=== Begin Enclosure ===

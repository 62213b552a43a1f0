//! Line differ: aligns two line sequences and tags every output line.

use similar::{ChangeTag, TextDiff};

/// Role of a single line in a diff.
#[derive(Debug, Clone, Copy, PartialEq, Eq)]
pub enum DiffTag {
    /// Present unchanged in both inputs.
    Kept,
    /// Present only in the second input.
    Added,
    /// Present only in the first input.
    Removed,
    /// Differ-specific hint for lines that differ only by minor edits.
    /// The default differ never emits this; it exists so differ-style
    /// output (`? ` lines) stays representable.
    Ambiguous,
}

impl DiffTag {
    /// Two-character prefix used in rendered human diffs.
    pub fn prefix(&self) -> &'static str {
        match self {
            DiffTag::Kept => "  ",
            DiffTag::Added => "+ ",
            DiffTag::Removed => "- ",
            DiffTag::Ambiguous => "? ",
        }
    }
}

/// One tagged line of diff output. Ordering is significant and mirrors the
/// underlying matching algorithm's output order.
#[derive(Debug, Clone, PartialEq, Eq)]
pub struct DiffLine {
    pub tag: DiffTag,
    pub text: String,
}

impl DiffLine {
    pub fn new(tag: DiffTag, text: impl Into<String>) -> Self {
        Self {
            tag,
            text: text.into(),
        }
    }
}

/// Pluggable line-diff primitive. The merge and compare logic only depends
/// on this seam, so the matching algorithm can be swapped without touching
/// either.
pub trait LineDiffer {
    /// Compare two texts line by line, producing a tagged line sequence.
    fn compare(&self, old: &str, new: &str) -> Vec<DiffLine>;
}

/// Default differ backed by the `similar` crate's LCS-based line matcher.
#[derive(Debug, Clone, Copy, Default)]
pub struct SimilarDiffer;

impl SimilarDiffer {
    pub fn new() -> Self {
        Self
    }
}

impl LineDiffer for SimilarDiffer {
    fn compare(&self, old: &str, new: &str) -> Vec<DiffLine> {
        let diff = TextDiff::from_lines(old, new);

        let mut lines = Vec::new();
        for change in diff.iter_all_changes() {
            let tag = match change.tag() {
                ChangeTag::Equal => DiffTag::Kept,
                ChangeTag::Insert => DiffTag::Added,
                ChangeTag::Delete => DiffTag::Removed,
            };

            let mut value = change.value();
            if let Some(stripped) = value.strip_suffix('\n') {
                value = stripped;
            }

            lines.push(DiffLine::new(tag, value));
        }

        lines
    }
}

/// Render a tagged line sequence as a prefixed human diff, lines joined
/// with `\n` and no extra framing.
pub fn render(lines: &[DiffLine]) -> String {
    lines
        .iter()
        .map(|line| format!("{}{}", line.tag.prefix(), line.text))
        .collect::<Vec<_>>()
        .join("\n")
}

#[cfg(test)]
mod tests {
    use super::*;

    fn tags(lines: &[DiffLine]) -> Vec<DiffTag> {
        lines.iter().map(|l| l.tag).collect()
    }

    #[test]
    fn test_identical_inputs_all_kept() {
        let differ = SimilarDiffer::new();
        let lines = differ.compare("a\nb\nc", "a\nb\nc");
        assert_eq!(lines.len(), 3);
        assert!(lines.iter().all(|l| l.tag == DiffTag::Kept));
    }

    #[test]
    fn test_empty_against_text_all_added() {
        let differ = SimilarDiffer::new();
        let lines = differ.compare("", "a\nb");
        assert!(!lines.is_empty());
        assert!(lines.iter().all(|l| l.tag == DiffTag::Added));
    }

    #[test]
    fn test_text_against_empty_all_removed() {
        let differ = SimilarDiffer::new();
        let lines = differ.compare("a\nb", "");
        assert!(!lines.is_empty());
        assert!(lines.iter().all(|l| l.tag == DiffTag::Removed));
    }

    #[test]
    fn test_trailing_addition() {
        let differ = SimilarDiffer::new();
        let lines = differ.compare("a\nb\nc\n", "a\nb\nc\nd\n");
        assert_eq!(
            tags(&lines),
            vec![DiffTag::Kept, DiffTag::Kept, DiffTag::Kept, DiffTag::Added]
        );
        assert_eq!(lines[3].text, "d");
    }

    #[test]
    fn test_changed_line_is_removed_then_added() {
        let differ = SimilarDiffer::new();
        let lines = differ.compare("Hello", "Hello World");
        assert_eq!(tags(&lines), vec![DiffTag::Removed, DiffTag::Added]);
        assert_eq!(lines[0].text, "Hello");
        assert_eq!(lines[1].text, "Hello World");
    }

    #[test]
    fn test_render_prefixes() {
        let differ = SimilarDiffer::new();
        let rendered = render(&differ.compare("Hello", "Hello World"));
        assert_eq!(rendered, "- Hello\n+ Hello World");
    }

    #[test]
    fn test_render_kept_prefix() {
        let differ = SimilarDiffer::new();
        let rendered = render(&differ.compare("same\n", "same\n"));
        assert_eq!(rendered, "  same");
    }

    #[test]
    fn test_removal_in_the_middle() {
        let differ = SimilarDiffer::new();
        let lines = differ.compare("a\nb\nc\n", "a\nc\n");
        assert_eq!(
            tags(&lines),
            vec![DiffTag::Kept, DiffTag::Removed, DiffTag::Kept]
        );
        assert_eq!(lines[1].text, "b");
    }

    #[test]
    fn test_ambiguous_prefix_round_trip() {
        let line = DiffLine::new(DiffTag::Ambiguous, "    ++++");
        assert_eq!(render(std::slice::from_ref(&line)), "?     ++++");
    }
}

=== End Enclosure ===

An exact copy of the listing is what's needed here.

> _ANSWER TO THE EXERCISE_:
repository 62213b552a43a1f0
//! Line differ: aligns two line sequences and tags every output line.

use similar::{ChangeTag, TextDiff};

/// Role of a single line in a diff.
#[derive(Debug, Clone, Copy, PartialEq, Eq)]
pub enum DiffTag {
    /// Present unchanged in both inputs.
    Kept,
    /// Present only in the second input.
    Added,
    /// Present only in the first input.
    Removed,
    /// Differ-specific hint for lines that differ only by minor edits.
    /// The default differ never emits this; it exists so differ-style
    /// output (`? ` lines) stays representable.
    Ambiguous,
}

impl DiffTag {
    /// Two-character prefix used in rendered human diffs.
    pub fn prefix(&self) -> &'static str {
        match self {
            DiffTag::Kept => "  ",
            DiffTag::Added => "+ ",
            DiffTag::Removed => "- ",
            DiffTag::Ambiguous => "? ",
        }
    }
}

/// One tagged line of diff output. Ordering is significant and mirrors the
/// underlying matching algorithm's output order.
#[derive(Debug, Clone, PartialEq, Eq)]
pub struct DiffLine {
    pub tag: DiffTag,
    pub text: String,
}

impl DiffLine {
    pub fn new(tag: DiffTag, text: impl Into<String>) -> Self {
        Self {
            tag,
            text: text.into(),
        }
    }
}

/// Pluggable line-diff primitive. The merge and compare logic only depends
/// on this seam, so the matching algorithm can be swapped without touching
/// either.
pub trait LineDiffer {
    /// Compare two texts line by line, producing a tagged line sequence.
    fn compare(&self, old: &str, new: &str) -> Vec<DiffLine>;
}

/// Default differ backed by the `similar` crate's LCS-based line matcher.
#[derive(Debug, Clone, Copy, Default)]
pub struct SimilarDiffer;

impl SimilarDiffer {
    pub fn new() -> Self {
        Self
    }
}

impl LineDiffer for SimilarDiffer {
    fn compare(&self, old: &str, new: &str) -> Vec<DiffLine> {
        let diff = TextDiff::from_lines(old, new);

        let mut lines = Vec::new();
        for change in diff.iter_all_changes() {
            let tag = match change.tag() {
                ChangeTag::Equal => DiffTag::Kept,
                ChangeTag::Insert => DiffTag::Added,
                ChangeTag::Delete => DiffTag::Removed,
            };

            let mut value = change.value();
            if let Some(stripped) = value.strip_suffix('\n') {
                value = stripped;
            }

            lines.push(DiffLine::new(tag, value));
        }

        lines
    }
}

/// Render a tagged line sequence as a prefixed human diff, lines joined
/// with `\n` and no extra framing.
pub fn render(lines: &[DiffLine]) -> String {
    lines
        .iter()
        .map(|line| format!("{}{}", line.tag.prefix(), line.text))
        .collect::<Vec<_>>()
        .join("\n")
}

#[cfg(test)]
mod tests {
    use super::*;

    fn tags(lines: &[DiffLine]) -> Vec<DiffTag> {
        lines.iter().map(|l| l.tag).collect()
    }

    #[test]
    fn test_identical_inputs_all_kept() {
        let differ = SimilarDiffer::new();
        let lines = differ.compare("a\nb\nc", "a\nb\nc");
        assert_eq!(lines.len(), 3);
        assert!(lines.iter().all(|l| l.tag == DiffTag::Kept));
    }

    #[test]
    fn test_empty_against_text_all_added() {
        let differ = SimilarDiffer::new();
        let lines = differ.compare("", "a\nb");
        assert!(!lines.is_empty());
        assert!(lines.iter().all(|l| l.tag == DiffTag::Added));
    }

    #[test]
    fn test_text_against_empty_all_removed() {
        let differ = SimilarDiffer::new();
        let lines = differ.compare("a\nb", "");
        assert!(!lines.is_empty());
        assert!(lines.iter().all(|l| l.tag == DiffTag::Removed));
    }

    #[test]
    fn test_trailing_addition() {
        let differ = SimilarDiffer::new();
        let lines = differ.compare("a\nb\nc\n", "a\nb\nc\nd\n");
        assert_eq!(
            tags(&lines),
            vec![DiffTag::Kept, DiffTag::Kept, DiffTag::Kept, DiffTag::Added]
        );
        assert_eq!(lines[3].text, "d");
    }

    #[test]
    fn test_changed_line_is_removed_then_added() {
        let differ = SimilarDiffer::new();
        let lines = differ.compare("Hello", "Hello World");
        assert_eq!(tags(&lines), vec![DiffTag::Removed, DiffTag::Added]);
        assert_eq!(lines[0].text, "Hello");
        assert_eq!(lines[1].text, "Hello World");
    }

    #[test]
    fn test_render_prefixes() {
        let differ = SimilarDiffer::new();
        let rendered = render(&differ.compare("Hello", "Hello World"));
        assert_eq!(rendered, "- Hello\n+ Hello World");
    }

    #[test]
    fn test_render_kept_prefix() {
        let differ = SimilarDiffer::new();
        let rendered = render(&differ.compare("same\n", "same\n"));
        assert_eq!(rendered, "  same");
    }

    #[test]
    fn test_removal_in_the_middle() {
        let differ = SimilarDiffer::new();
        let lines = differ.compare("a\nb\nc\n", "a\nc\n");
        assert_eq!(
            tags(&lines),
            vec![DiffTag::Kept, DiffTag::Removed, DiffTag::Kept]
        );
        assert_eq!(lines[1].text, "b");
    }

    #[test]
    fn test_ambiguous_prefix_round_trip() {
        let line = DiffLine::new(DiffTag::Ambiguous, "    ++++");
        assert_eq!(render(std::slice::from_ref(&line)), "?     ++++");
    }
}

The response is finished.